Cadmus Delorme, Chief of Cowessess First Nation, delivered an important message to delegates at the CUPE Saskatchewan convention on the need for everyone to act on Truth and Reconciliation and the 94 calls to action.
“We cannot even talk about reconciliation until we understand and accept the truth, and reconciliation can only happen with uncomfortable conversations,“ Delorme said, referring to the identification of unmarked graves at residential school sites across the country, including at Cowessess First Nation. “We inherited this moment, and no one needs to feel guilty. But we need to have these conversations.”
Chief Delorme, who was first elected Chief of Cowessess First Nation in 2016, told his personal story about the impact that generational traumas in his own family.
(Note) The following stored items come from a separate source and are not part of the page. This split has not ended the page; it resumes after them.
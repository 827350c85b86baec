//! Plan Applier
//!
//! Folds a move list into per-(library, book) deltas and writes them in one
//! locked batch. Either every delta lands or none does.

use biblioshift_core::{DeltaBatch, Move};
use biblioshift_inventory::{InventoryStore, Result};
use std::time::{Duration, Instant};
use tracing::{error, info, instrument};

/// Result of applying a plan
#[derive(Debug, Clone, Default)]
pub struct ApplyReport {
    /// Moves applied
    pub moves: usize,
    /// Holding rows incremented or created
    pub increments: usize,
    /// Holding rows decremented
    pub decrements: usize,
    /// Copies moved in total
    pub copies: i64,
    pub duration: Duration,
}

impl ApplyReport {
    pub fn summary(&self) -> String {
        format!(
            "{} moves applied ({} copies, {} rows up, {} rows down) in {:?}",
            self.moves, self.copies, self.increments, self.decrements, self.duration
        )
    }
}

/// Applies planned moves to an inventory store
#[derive(Debug, Clone, Copy, Default)]
pub struct Applier;

impl Applier {
    pub fn new() -> Self {
        Self
    }

    /// Apply `moves` as one atomic batch
    #[instrument(skip(self, store, moves), fields(moves = moves.len()))]
    pub async fn apply<S>(&self, store: &S, moves: &[Move]) -> Result<ApplyReport>
    where
        S: InventoryStore + ?Sized,
    {
        let start = Instant::now();
        let batch = DeltaBatch::from_moves(moves);

        if batch.is_empty() {
            info!("Nothing to apply");
            return Ok(ApplyReport::default());
        }

        if let Err(e) = store.apply_deltas(&batch).await {
            error!(error = %e, touched = batch.touched_keys().len(), "Apply failed, no rows changed");
            return Err(e);
        }

        let report = ApplyReport {
            moves: moves.len(),
            increments: batch.increments().count(),
            decrements: batch.decrements().count(),
            copies: batch.total_quantity(),
            duration: start.elapsed(),
        };
        info!(summary = %report.summary(), "Plan applied");
        Ok(report)
    }
}

#[cfg(test)]
mod tests {
    use super::*;
    use biblioshift_inventory::{InventoryError, MemoryInventory};

    fn store() -> MemoryInventory {
        let store = MemoryInventory::new();
        store.add_author(1, "Ann Example");
        for lib in 1..=3 {
            store.add_library(lib, format!("Library {lib}"), 100);
        }
        store.add_book(1, "First", 2000, 1);
        store.add_book(2, "Second", 2001, 1);
        store
    }

    #[tokio::test]
    async fn test_apply_creates_and_decrements_rows() {
        let store = store();
        store.set_holding(1, 1, 5);

        let moves = [Move::unit(1, 1, 2), Move::unit(1, 1, 3)];
        let report = Applier::new().apply(&store, &moves).await.unwrap();

        assert_eq!(report.moves, 2);
        assert_eq!(report.increments, 2);
        assert_eq!(report.decrements, 1);
        assert_eq!(report.copies, 2);
        assert_eq!(store.holding(1, 1), Some(3));
        assert_eq!(store.holding(2, 1), Some(1));
        assert_eq!(store.holding(3, 1), Some(1));
    }

    #[tokio::test]
    async fn test_apply_adds_to_existing_zero_row() {
        let store = store();
        store.set_holding(1, 2, 2);
        store.set_holding(2, 2, 0);

        Applier::new()
            .apply(&store, &[Move::unit(2, 1, 2)])
            .await
            .unwrap();

        assert_eq!(store.holding(1, 2), Some(1));
        assert_eq!(store.holding(2, 2), Some(1));
    }

    #[tokio::test]
    async fn test_empty_plan_is_noop() {
        let store = store();
        let report = Applier::new().apply(&store, &[]).await.unwrap();
        assert_eq!(report.moves, 0);
        assert_eq!(store.apply_count(), 0);
    }

    #[tokio::test]
    async fn test_conflict_leaves_store_untouched() {
        let store = store();
        store.set_holding(1, 1, 1);

        // second move would take library 1 below zero
        let moves = [Move::unit(1, 1, 2), Move::unit(1, 1, 3)];
        let err = Applier::new().apply(&store, &moves).await.unwrap_err();

        assert!(matches!(err, InventoryError::Conflict(_)));
        assert_eq!(store.holding(1, 1), Some(1));
        assert_eq!(store.holding(2, 1), None);
        assert_eq!(store.holding(3, 1), None);
    }
}
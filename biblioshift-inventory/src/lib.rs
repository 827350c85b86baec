//! Biblioshift Inventory Store
//!
//! Holds authors, books, libraries and the per-(library, book) holdings,
//! with PostgreSQL for persistence and an in-memory store for tests.
//!
//! # Architecture
//!
//! ```text
//! ┌──────────────────────────────────────────────────────┐
//! │          InventoryStore  /  CatalogStore             │
//! │                                                      │
//! │  ┌──────────────────┐      ┌──────────────────────┐  │
//! │  │     Database     │      │   MemoryInventory    │  │
//! │  │   (PostgreSQL)   │      │  (tests, dev runs)   │  │
//! │  └──────────────────┘      └──────────────────────┘  │
//! │           │                                          │
//! │  ┌────────────────────────────────────────────────┐  │
//! │  │    seed (catalog import)  ·  intake (copies)   │  │
//! │  └────────────────────────────────────────────────┘  │
//! └──────────────────────────────────────────────────────┘
//! ```
//!
//! # Usage
//!
//! ```ignore
//! use biblioshift_inventory::{Database, DbConfig, InventoryStore};
//!
//! let db = Database::new(DbConfig::default()).await?;
//! db.migrate().await?;
//!
//! let libraries = db.library_count().await?;
//! let holdings = db.book_holdings(42).await?;
//! ```

pub mod error;
pub mod intake;
pub mod memory;
pub mod models;
pub mod postgres;
pub mod seed;
pub mod store;

pub use error::{InventoryError, Result};
pub use intake::{record_intake, IntakeReport, IntakeRequest};
pub use memory::MemoryInventory;
pub use postgres::{Database, DbConfig};
pub use seed::{generate_holdings, seed, Catalog, HoldingsScenario, SeedOptions, SeedReport};
pub use store::{CatalogStore, ImportSummary, InventoryStore};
“My parents were and are residential school survivors,” Delorme said. “I grew up on Cowessess and we knew there were unmarked graves. But our parents and grandparents didn’t talk about it. They protected us. And today, indigenous people are now just validating our own history.”
Delorme added that the ongoing discovery of unmarked graves is an opportunity for people to learn, to do better, and that facing the truth will allow for reconciliation to take place.
“Let’s make sure we utilize this moment, and reset our compass, so that we’re able to have a better relationship. We all agree on the end goal of reconciliation – we just disagree on how to get there.”
Delorme concluded by emphasizing the need to address all 94 calls to action from the Truth and Reconciliation Commission.
“We’re going to get there, but we have to be understanding of truth, and applying reconciliation. We’ve got to do it. The authors of the TRC are the residential school survivors who told their story. Some are in this room, they are part of CUPE,” said Delorme. “When we’re doing this, we are healing them. Let’s start with truth, then let’s talk about reconciliation. That’s the hope in our society today.”